The land was private and largely undeveloped, with one parcel operated as a private recreation area, up until 1963 when the state acquired it. Under state ownership, it still remained undeveloped, but accessible. It was a little-known natural area with makeshift trails and roadside parking until 1999, when park facilities were added to the west side of the park, official (and less risky) trails were established, wooden steps installed, and restroom facilities added.
Chimney Bluffs Media
Hiking / Walking Trails
There are several trails within the park, which are all shown on the map below. The most popular route is outlined here.
Distance: A complete loop of just over 1.2 miles.
Markings: Blue diamonds along the Bluff Trail, rocky beach coming back.
Directions: Park in the main lot off of Garner Rd and proceed north past the picnic area until you have a view of the lake. To the east (right) is the trailhead to the Bluff Trail. Follow this trail as it passes a muddy dip and then heads uphill. At about 3/4 mile you should find yourself at the top of the bluffs.
Be careful while on the Bluff Trail. Exposed roots, animal burrows, and stones are easy to trip over. One missed step and you could be in for a tumble. Take it easy and plan your route. Some old offshoots of the trail lead right off a cliff. Please do not bring your dog on the Bluff Trail. People need to pay attention and not lose balance or be pushed off a trail. A dog running at them, sniffing/being friendly, or jumping at a nervous person or child could knock them off the bluff. It’s not a safe situation for pups either. Be a responsible pet owner and follow the rules.
Although some forks of the Bluff Trail lead into the woods and down to the East-West Trail, keep the lake to your left and continue on. After about a mile, you’ll be heading downhill and then soon reach a set of steps. Head down these steps to the small parking area on East Bay Rd. Head to the beach just north of here and walk left along the lake back to the other side of the park.
Map: Interactive map
Chimney Bluffs Interactive Map
Fishing is allowed in the park. Cast from the shoreline.
Snow & Ice
The park is open in winter and given safe conditions, the Bluffs and the lake can be a winter wonderland of interesting slights. While Lake Ontario doesn’t freeze over, the shoreline can build up layers of ice by mid-winter. From the top of the Bluffs, the view of the rich blue lake and frosted spires of clay is a breathtaking landscape.

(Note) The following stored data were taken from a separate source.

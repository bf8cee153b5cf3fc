//! Expression typing.

use mica_core::types::{
    arithmetic_result, is_assignable, is_castable, is_equality, is_logical, is_relational,
    negation_result,
};
use mica_core::{DiagnosticKind, Span, Type};
use mica_parser::ast::*;

use super::{Analyzer, Binding};
use crate::symbols::{OUTERMOST, Symbol};

/// Type of a literal value.
pub(crate) fn literal_type(literal: &Literal<'_>) -> Type {
    match literal {
        Literal::Int(_) => Type::Int,
        Literal::Double(_) => Type::Double,
        Literal::Char(_) => Type::Char,
        Literal::Bool(_) => Type::Bool,
        Literal::String(_) => Type::String,
        Literal::Null => Type::Null,
    }
}

/// The parts of a method signature a call site needs.
struct Callee {
    name: String,
    binding: Binding,
    return_type: Type,
    params: Vec<Type>,
}
//! Token types for the Mica lexer.

use mica_core::Span;
use std::fmt;

/// A token from the source code.
///
/// `lexeme` lives in the AST arena. For string and character literals it
/// holds the decoded contents (escapes resolved, quotes stripped).
#[derive(Clone, Copy, PartialEq)]
pub struct Token<'ast> {
    pub kind: TokenKind,
    pub lexeme: &'ast str,
    pub span: Span,
}

impl<'ast> Token<'ast> {
    #[inline]
    pub fn new(kind: TokenKind, lexeme: &'ast str, span: Span) -> Self {
        Self { kind, lexeme, span }
    }

    /// How the token reads in an error message.
    pub fn describe(&self) -> String {
        match self.kind {
            TokenKind::Eof => "end of file".to_string(),
            TokenKind::Identifier => format!("identifier '{}'", self.lexeme),
            TokenKind::StringLiteral => format!("\"{}\"", self.lexeme),
            TokenKind::CharLiteral => format!("'{}'", self.lexeme),
            TokenKind::IntLiteral | TokenKind::DoubleLiteral => self.lexeme.to_string(),
            kind => format!("'{}'", kind.description()),
        }
    }
}

impl fmt::Debug for Token<'_> {
    fn fmt(&self, f: &mut fmt::Formatter<'_>) -> fmt::Result {
        write!(f, "{:?}({:?} @ {:?})", self.kind, self.lexeme, self.span)
    }
}

#[derive(Debug, Clone, Copy, PartialEq, Eq, Hash)]
pub enum TokenKind {
    // =========================================
    // Literals
    // =========================================
    IntLiteral,
    DoubleLiteral,
    /// `'a'`, `'\n'`
    CharLiteral,
    /// `"text"`
    StringLiteral,

    Identifier,

    // =========================================
    // Keywords
    // =========================================
    Class,
    Void,
    Int,
    Double,
    Char,
    Bool,
    String,
    If,
    Else,
    While,
    For,
    Switch,
    Case,
    Default,
    Break,
    Return,
    Read,
    Write,
    New,
    True,
    False,
    Null,

    // =========================================
    // Operators
    // =========================================
    Plus,
    Minus,
    Star,
    Slash,
    Percent,
    /// `=`
    Equal,
    /// `==`
    EqualEqual,
    /// `!=`
    BangEqual,
    Less,
    LessEqual,
    Greater,
    GreaterEqual,
    /// `&&`
    AmpAmp,
    /// `||`
    PipePipe,
    /// `!`
    Bang,

    // =========================================
    // Delimiters
    // =========================================
    LeftParen,
    RightParen,
    LeftBrace,
    RightBrace,
    LeftBracket,
    RightBracket,
    Comma,
    Semicolon,
    Colon,
    Dot,

    Eof,
}

impl TokenKind {
    /// Keywords that name a built-in type.
    pub fn is_primitive_type(self) -> bool {
        use TokenKind::*;
        matches!(self, Int | Double | Char | Bool | String)
    }

    pub fn is_literal(self) -> bool {
        use TokenKind::*;
        matches!(
            self,
            IntLiteral | DoubleLiteral | CharLiteral | StringLiteral | True | False | Null
        )
    }

    /// Tokens that can begin a factor. Used to tell `(T) x` casts apart from
    /// parenthesized names.
    pub fn starts_factor(self) -> bool {
        use TokenKind::*;
        self.is_literal() || matches!(self, Identifier | LeftParen | New | Bang)
    }

    pub fn description(self) -> &'static str {
        use TokenKind::*;
        match self {
            IntLiteral => "integer literal",
            DoubleLiteral => "double literal",
            CharLiteral => "character literal",
            StringLiteral => "string literal",
            Identifier => "identifier",
            Class => "class",
            Void => "void",
            Int => "int",
            Double => "double",
            Char => "char",
            Bool => "bool",
            String => "string",
            If => "if",
            Else => "else",
            While => "while",
            For => "for",
            Switch => "switch",
            Case => "case",
            Default => "default",
            Break => "break",
            Return => "return",
            Read => "read",
            Write => "write",
            New => "new",
            True => "true",
            False => "false",
            Null => "null",
            Plus => "+",
            Minus => "-",
            Star => "*",
            Slash => "/",
            Percent => "%",
            Equal => "=",
            EqualEqual => "==",
            BangEqual => "!=",
            Less => "<",
            LessEqual => "<=",
            Greater => ">",
            GreaterEqual => ">=",
            AmpAmp => "&&",
            PipePipe => "||",
            Bang => "!",
            LeftParen => "(",
            RightParen => ")",
            LeftBrace => "{",
            RightBrace => "}",
            LeftBracket => "[",
            RightBracket => "]",
            Comma => ",",
            Semicolon => ";",
            Colon => ":",
            Dot => ".",
            Eof => "end of file",
        }
    }
}

impl fmt::Display for TokenKind {
    fn fmt(&self, f: &mut fmt::Formatter<'_>) -> fmt::Result {
        f.write_str(self.description())
    }
}

/// Map an identifier to its keyword token, if it is one.
pub fn lookup_keyword(ident: &str) -> Option<TokenKind> {
    use TokenKind::*;
    Some(match ident {
        "class" => Class,
        "void" => Void,
        "int" => Int,
        "double" => Double,
        "char" => Char,
        "bool" => Bool,
        "string" => String,
        "if" => If,
        "else" => Else,
        "while" => While,
        "for" => For,
        "switch" => Switch,
        "case" => Case,
        "default" => Default,
        "break" => Break,
        "return" => Return,
        "read" => Read,
        "write" => Write,
        "new" => New,
        "true" => True,
        "false" => False,
        "null" => Null,
        _ => return None,
    })
}

#[cfg(test)]
mod tests {
    use super::*;

    #[test]
    fn keywords_resolve() {
        assert_eq!(lookup_keyword("while"), Some(TokenKind::While));
        assert_eq!(lookup_keyword("string"), Some(TokenKind::String));
        assert_eq!(lookup_keyword("len"), None);
        assert_eq!(lookup_keyword("While"), None);
    }

    #[test]
    fn classification() {
        assert!(TokenKind::Double.is_primitive_type());
        assert!(!TokenKind::Void.is_primitive_type());
        assert!(TokenKind::Null.is_literal());
        assert!(TokenKind::Identifier.starts_factor());
        assert!(!TokenKind::Minus.starts_factor());
    }

    #[test]
    fn describe_tokens() {
        let tok = Token::new(TokenKind::Identifier, "count", Span::new(1, 1, 5));
        assert_eq!(tok.describe(), "identifier 'count'");
        let semi = Token::new(TokenKind::Semicolon, ";", Span::new(1, 6, 1));
        assert_eq!(semi.describe(), "';'");
    }
}
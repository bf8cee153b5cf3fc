//! Deterministic handles for classes and methods.
//!
//! A [`SymbolHash`] is computed from a qualified name, so a call site can
//! reference a method before the backend has seen its definition and the
//! artifact stays stable across compilations of the same source.

use std::fmt;

use serde::{Deserialize, Serialize};
use xxhash_rust::xxh64::xxh64;

/// Domain-specific mixing constants.
///
/// A class named `f` and a global method named `f` must not collide.
pub mod hash_constants {
    /// Separator between an owner and a member name.
    pub const SEP: u64 = 0x4bc94d6bd06053ad;

    /// Domain marker for class handles.
    pub const CLASS: u64 = 0x2fac10b63a6cc57c;

    /// Domain marker for global method handles.
    pub const FUNCTION: u64 = 0x5ea77ffbcdf5f302;

    /// Domain marker for instance method handles.
    pub const METHOD: u64 = 0x7d3c8b4a92e15f6d;
}

/// A 64-bit handle identifying a class or a method.
#[derive(Clone, Copy, PartialEq, Eq, Hash, PartialOrd, Ord, Serialize, Deserialize)]
#[serde(transparent)]
pub struct SymbolHash(pub u64);

impl SymbolHash {
    pub const EMPTY: SymbolHash = SymbolHash(0);

    /// Handle of a class.
    pub fn from_class(name: &str) -> Self {
        SymbolHash(xxh64(name.as_bytes(), hash_constants::CLASS))
    }

    /// Handle of a global method.
    pub fn from_function(name: &str) -> Self {
        SymbolHash(xxh64(name.as_bytes(), hash_constants::FUNCTION))
    }

    /// Handle of a method declared inside `owner`.
    pub fn from_method(owner: &str, name: &str) -> Self {
        let owner = xxh64(owner.as_bytes(), hash_constants::CLASS);
        let name = xxh64(name.as_bytes(), hash_constants::METHOD);
        SymbolHash(owner.wrapping_mul(hash_constants::SEP).rotate_left(17) ^ name)
    }

    /// Handle for a method with an optional owning class.
    pub fn for_method(owner: Option<&str>, name: &str) -> Self {
        match owner {
            Some(owner) => Self::from_method(owner, name),
            None => Self::from_function(name),
        }
    }

    #[inline]
    pub fn is_empty(self) -> bool {
        self.0 == 0
    }
}

impl fmt::Debug for SymbolHash {
    fn fmt(&self, f: &mut fmt::Formatter<'_>) -> fmt::Result {
        write!(f, "SymbolHash({:#018x})", self.0)
    }
}

impl fmt::Display for SymbolHash {
    fn fmt(&self, f: &mut fmt::Formatter<'_>) -> fmt::Result {
        write!(f, "#{:016x}", self.0)
    }
}
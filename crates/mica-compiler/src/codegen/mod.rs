//! Code generation.
//!
//! Walks a program that analyzed cleanly and drives an [`Emitter`]. The
//! generator trusts the analysis: a name, type or target it cannot resolve
//! is an internal defect reported as a [`CodeGenError`], and generation
//! stops at the first one.
//!
//! Layout decisions made here:
//! - instance methods receive their receiver in local slot 0;
//! - every local and parameter gets its own slot in declaration order;
//! - `int` operands meeting `double` ones are widened explicitly.

mod breaks;
mod expr;
mod scope;
mod stmt;

pub use breaks::BreakLabels;
pub use scope::{LocalScope, LocalVar};

use std::path::Path;

use mica_core::{CodeGenError, Span, Type};
use mica_parser::ast::{ClassMember, Expr, Item, MethodDecl, Program};
use rustc_hash::FxHashMap;
use tracing::{debug, trace};

use crate::emit::{Emitter, Instruction, Label, MethodSink};
use crate::sema::{Analysis, Decorations};
use crate::symbols::{ClassSymbol, MethodSymbol, SymbolTable};

type Result<T> = std::result::Result<T, CodeGenError>;

/// Slot holding the receiver of an instance method.
pub const RECEIVER_SLOT: u32 = 0;

/// Generate code for an analyzed program and finalize the backend.
///
/// Refuses to run when the analysis reported anything.
#[cfg_attr(feature = "profiling", profiling::function)]
pub fn generate<E: Emitter>(
    program: &Program<'_>,
    analysis: &Analysis,
    emitter: E,
    output: Option<&Path>,
) -> Result<E::Artifact> {
    if !analysis.is_ok() {
        return Err(CodeGenError::HasDiagnostics {
            count: analysis.diagnostics.len(),
        });
    }
    let mut generator = CodeGenerator::new(&analysis.symbols, &analysis.decorations, emitter);
    generator.program(program)?;
    generator.emitter.finalize(output)
}

pub struct CodeGenerator<'a, E: Emitter> {
    symbols: &'a SymbolTable,
    decorations: &'a Decorations,
    emitter: E,
    globals: FxHashMap<String, u32>,

    // State of the method being generated.
    sink: MethodSink,
    class: Option<&'a ClassSymbol>,
    return_type: Type,
    scope: LocalScope,
    breaks: BreakLabels,
}

impl<'a, E: Emitter> CodeGenerator<'a, E> {
    pub fn new(symbols: &'a SymbolTable, decorations: &'a Decorations, emitter: E) -> Self {
        Self {
            symbols,
            decorations,
            emitter,
            globals: FxHashMap::default(),
            sink: MethodSink(0),
            class: None,
            return_type: Type::Void,
            scope: LocalScope::new(),
            breaks: BreakLabels::new(),
        }
    }

    pub fn into_emitter(self) -> E {
        self.emitter
    }

    /// Emit layouts, globals and every method body.
    pub fn program(&mut self, program: &Program<'_>) -> Result<()> {
        let symbols = self.symbols;

        for class in symbols.classes() {
            let fields: Vec<Type> = class.fields().map(|f| f.ty.clone()).collect();
            self.emitter.define_type(&class.name, &fields);
        }

        for global in symbols.globals() {
            let slot = self.emitter.declare_global(&global.name, &global.ty)?;
            self.globals.insert(global.name.clone(), slot);
        }

        for item in program.items() {
            match item {
                Item::Class(decl) => {
                    let class = symbols
                        .class(decl.name.name)
                        .ok_or_else(|| unresolved(decl.name.name, decl.name.span))?;
                    for member in decl.members {
                        if let ClassMember::Method(method) = member {
                            self.method(method, Some(class))?;
                        }
                    }
                }
                Item::Method(method) => self.method(method, None)?,
                Item::Var(_) => {}
            }
        }
        Ok(())
    }

    fn method(&mut self, decl: &MethodDecl<'_>, class: Option<&'a ClassSymbol>) -> Result<()> {
        let symbols = self.symbols;
        let name = decl.name;
        let symbol: &MethodSymbol = match class {
            Some(class) => class.method(name.name),
            None => symbols.method(name.name),
        }
        .ok_or_else(|| unresolved(name.name, name.span))?;
        debug!(
            method = %symbol.hash(),
            name = name.name,
            owner = ?symbol.owner,
            "generating method"
        );

        let params: Vec<Type> = symbol.param_types().cloned().collect();
        self.sink = self.emitter.define_method(
            class.map(|c| c.name.as_str()),
            name.name,
            &symbol.return_type,
            &params,
        );
        self.class = class;
        self.return_type = symbol.return_type.clone();
        self.scope = LocalScope::new();
        self.breaks = BreakLabels::new();
        self.line(decl.span);

        if let Some(class) = class {
            let slot = self.declare_local(&Type::class(class.name.as_str()))?;
            debug_assert_eq!(slot, RECEIVER_SLOT);
        }
        for (param, ty) in decl.params.iter().zip(params) {
            let slot = self.declare_local(&ty)?;
            self.scope.declare(param.name.name, ty, slot);
        }

        for stmt in decl.body.stmts {
            self.stmt(stmt)?;
        }
        if self.return_type == Type::Void {
            self.line(decl.body.span);
            self.emit(Instruction::ReturnVoid)?;
        }
        self.class = None;
        Ok(())
    }

    // =========================================
    // Backend helpers
    // =========================================

    fn emit(&mut self, instruction: Instruction) -> Result<()> {
        trace!(method = self.sink.0, %instruction, "emit");
        self.emitter.emit(self.sink, instruction)
    }

    fn line(&mut self, span: Span) {
        self.emitter.set_line(self.sink, span.line);
    }

    fn declare_local(&mut self, ty: &Type) -> Result<u32> {
        self.emitter.declare_local(self.sink, ty)
    }

    fn new_label(&mut self) -> Label {
        self.emitter.new_label(self.sink)
    }

    fn mark(&mut self, label: Label) {
        self.emitter.mark_label(self.sink, label);
    }

    /// The type analysis recorded for `expr`.
    fn type_of(&self, expr: &Expr<'_>) -> Result<Type> {
        self.decorations
            .get(expr.id)
            .cloned()
            .ok_or(CodeGenError::MissingType { span: expr.span })
    }

    /// Layout of a class type.
    fn class_of(&self, ty: &Type, span: Span) -> Result<&'a ClassSymbol> {
        let symbols = self.symbols;
        match ty {
            Type::Class(name) => symbols.class(name).ok_or_else(|| unresolved(name, span)),
            other => Err(CodeGenError::InvalidTarget {
                name: other.to_string(),
                span,
            }),
        }
    }
}

fn unresolved(name: &str, span: Span) -> CodeGenError {
    CodeGenError::UnresolvedSymbol {
        name: name.to_string(),
        span,
    }
}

Every year the bluffs erode as much as several feet. In spring the cliffs often experience slow-moving mudflows and can cover the beach below as they flow down to the lake. To the east private cottages sit above smaller cliffs. Some cottages, built long ago, have been removed as the cliffs eroded to the point where the cottages hung over the edge.
The pebbles that dot the beach and are embedded within the dirt cliffs of the bluffs were carried here by glaciers from all over eastern Canada. Many of these rock types are not native to New York. The rocks were polished into round pebbles by the high pressure grinding of miles of glacial ice as it moved the stones across the landscape. Some small pebbles are glass (from bottles, most likely) which have been smoothed out by grinding with other pebbles in the action of the waves.
A vein of gray clay can be found just west of the bluff, embedded in the cliff, though it is often covered by a layer of mud. This soft clay is just the kind used for sculpting and pottery.
- Don’t get too caught up in capturing the majesty of the bluffs… go macro and focus in on those jewel-like pebbles that line the shore.
- Try to include driftwood or large boulders of the beach in the foreground of your shots.
- For a perspective most don’t shoot from, plan on getting wet, and wade out into the water for a wider shot.
- Because of the angle of the beach, sunsets are best (positioned more over the water) in mid-summer.
- The ridges and ravines make for great layering. This is best seen from the west side of the bluffs. Shadows from an afternoon sun can enhance the layering.